Copy word for word each line from the one that has "store.save().unwrap();" to the last line of the records, with no other lines.

# # #

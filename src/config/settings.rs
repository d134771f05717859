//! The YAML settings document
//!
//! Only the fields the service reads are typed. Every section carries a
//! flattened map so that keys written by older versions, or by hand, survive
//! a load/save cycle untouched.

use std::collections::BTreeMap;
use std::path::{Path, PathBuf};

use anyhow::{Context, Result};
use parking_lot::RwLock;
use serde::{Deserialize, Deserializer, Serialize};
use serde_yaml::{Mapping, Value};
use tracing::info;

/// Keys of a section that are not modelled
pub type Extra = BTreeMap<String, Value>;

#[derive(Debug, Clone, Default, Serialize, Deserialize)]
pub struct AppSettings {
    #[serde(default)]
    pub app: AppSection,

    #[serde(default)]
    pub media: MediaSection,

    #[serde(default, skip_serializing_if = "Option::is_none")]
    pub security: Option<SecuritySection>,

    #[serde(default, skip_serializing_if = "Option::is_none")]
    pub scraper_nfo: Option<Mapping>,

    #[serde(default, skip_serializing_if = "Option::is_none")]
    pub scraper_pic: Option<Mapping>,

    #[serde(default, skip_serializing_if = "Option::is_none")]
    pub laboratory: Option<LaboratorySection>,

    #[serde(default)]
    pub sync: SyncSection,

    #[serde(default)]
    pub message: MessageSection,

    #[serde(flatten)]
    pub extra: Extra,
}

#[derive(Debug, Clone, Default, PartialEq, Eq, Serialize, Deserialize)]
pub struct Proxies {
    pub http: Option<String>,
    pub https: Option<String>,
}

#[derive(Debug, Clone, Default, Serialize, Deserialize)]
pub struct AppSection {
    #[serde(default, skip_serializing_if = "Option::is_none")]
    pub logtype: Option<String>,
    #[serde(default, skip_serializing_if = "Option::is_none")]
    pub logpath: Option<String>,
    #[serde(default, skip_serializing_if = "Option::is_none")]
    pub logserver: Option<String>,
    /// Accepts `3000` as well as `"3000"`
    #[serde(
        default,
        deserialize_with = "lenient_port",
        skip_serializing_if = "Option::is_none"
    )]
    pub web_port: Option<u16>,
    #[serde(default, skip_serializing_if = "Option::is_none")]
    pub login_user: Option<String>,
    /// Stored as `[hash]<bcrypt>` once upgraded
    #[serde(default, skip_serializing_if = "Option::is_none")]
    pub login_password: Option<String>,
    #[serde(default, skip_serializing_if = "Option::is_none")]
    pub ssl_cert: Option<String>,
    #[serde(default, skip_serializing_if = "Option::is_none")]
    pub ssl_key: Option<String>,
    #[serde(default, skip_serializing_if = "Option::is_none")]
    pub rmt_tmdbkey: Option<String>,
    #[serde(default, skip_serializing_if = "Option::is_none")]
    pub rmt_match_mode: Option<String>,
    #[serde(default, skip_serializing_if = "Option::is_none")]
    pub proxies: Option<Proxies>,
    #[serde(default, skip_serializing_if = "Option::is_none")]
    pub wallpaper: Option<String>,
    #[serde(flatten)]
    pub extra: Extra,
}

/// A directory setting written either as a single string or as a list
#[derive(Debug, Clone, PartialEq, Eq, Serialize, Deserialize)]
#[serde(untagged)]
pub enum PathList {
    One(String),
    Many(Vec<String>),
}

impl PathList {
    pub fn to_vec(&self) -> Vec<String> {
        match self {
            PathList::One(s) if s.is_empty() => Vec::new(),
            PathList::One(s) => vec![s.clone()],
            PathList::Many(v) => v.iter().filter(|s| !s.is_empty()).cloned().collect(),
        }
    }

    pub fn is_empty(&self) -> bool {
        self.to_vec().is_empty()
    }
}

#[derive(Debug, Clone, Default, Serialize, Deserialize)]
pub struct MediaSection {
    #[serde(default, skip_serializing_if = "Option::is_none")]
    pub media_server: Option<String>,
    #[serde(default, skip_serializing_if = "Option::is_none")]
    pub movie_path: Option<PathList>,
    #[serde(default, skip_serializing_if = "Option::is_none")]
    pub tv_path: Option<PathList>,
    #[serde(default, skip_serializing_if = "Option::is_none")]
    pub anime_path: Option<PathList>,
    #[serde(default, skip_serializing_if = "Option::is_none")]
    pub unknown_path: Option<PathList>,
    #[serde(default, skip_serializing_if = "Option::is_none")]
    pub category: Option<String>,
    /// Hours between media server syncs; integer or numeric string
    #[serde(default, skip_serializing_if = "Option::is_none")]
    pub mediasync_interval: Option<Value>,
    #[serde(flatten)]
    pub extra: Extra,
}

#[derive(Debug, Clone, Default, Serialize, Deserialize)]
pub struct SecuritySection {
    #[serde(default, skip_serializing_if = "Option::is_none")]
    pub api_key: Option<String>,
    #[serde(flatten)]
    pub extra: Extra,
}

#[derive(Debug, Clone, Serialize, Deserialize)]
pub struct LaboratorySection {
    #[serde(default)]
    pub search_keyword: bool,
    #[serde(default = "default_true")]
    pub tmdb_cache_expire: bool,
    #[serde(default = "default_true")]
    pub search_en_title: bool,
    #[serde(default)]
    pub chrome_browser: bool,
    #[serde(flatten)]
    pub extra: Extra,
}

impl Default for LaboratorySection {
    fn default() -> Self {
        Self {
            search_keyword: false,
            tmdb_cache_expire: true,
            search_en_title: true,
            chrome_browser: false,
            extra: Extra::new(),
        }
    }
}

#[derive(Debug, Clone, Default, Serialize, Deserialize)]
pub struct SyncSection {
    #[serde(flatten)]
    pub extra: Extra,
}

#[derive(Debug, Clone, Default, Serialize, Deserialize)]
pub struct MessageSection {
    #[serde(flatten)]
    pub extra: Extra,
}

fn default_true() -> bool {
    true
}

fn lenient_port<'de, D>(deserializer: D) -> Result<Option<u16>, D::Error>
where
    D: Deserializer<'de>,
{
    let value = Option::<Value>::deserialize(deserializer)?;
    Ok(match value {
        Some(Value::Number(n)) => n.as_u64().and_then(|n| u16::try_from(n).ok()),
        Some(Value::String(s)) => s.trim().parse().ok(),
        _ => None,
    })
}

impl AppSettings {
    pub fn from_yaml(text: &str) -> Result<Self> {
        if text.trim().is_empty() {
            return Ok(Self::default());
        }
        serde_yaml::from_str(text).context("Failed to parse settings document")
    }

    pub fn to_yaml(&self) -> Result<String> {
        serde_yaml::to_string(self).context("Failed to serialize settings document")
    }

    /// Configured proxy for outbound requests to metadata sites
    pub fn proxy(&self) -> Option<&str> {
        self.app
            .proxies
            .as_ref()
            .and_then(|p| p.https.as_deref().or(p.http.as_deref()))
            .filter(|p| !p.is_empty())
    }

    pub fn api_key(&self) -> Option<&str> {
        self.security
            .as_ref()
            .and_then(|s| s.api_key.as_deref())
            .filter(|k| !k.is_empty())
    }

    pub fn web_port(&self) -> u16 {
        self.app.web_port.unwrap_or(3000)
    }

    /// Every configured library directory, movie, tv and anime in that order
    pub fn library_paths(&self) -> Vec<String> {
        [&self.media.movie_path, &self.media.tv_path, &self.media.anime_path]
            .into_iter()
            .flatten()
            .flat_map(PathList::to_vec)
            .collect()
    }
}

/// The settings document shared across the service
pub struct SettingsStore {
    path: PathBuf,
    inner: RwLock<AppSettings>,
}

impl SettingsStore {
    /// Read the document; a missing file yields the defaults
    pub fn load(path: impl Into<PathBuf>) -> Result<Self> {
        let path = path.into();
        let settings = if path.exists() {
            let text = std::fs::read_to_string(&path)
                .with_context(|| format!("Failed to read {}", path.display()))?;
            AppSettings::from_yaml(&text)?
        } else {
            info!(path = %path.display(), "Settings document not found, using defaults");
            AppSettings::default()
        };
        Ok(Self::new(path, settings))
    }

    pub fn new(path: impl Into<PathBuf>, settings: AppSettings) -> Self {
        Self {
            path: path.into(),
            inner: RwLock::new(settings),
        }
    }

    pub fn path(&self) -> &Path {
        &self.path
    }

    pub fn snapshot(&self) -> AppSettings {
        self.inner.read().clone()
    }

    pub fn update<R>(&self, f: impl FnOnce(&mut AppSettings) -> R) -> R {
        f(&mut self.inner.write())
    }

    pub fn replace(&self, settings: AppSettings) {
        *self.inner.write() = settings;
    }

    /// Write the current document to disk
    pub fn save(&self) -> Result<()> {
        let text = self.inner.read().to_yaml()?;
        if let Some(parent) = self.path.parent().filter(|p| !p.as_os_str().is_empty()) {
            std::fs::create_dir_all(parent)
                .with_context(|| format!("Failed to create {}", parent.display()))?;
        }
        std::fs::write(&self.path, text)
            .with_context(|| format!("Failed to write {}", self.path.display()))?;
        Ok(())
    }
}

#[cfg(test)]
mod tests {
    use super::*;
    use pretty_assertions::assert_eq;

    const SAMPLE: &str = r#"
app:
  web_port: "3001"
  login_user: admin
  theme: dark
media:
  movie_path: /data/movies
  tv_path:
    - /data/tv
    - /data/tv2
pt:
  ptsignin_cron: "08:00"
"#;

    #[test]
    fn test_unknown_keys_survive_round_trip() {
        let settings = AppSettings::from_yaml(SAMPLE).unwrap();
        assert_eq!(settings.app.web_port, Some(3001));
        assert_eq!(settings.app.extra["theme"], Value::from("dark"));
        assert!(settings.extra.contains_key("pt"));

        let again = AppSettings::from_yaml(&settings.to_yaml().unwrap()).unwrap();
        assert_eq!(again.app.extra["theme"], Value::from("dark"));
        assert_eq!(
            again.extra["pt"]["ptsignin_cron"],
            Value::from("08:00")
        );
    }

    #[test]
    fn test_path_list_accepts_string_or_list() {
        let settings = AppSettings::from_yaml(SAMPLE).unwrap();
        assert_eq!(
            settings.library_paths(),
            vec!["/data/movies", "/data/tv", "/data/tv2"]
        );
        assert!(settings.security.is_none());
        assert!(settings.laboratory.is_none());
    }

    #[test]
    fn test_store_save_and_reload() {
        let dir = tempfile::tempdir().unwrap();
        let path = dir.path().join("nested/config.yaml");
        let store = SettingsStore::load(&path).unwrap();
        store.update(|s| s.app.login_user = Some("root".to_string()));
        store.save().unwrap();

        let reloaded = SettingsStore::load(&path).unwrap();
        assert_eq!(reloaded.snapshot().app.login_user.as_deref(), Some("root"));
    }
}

# # #

- _Expected answer_
        store.save().unwrap();

        let reloaded = SettingsStore::load(&path).unwrap();
        assert_eq!(reloaded.snapshot().app.login_user.as_deref(), Some("root"));
    }
}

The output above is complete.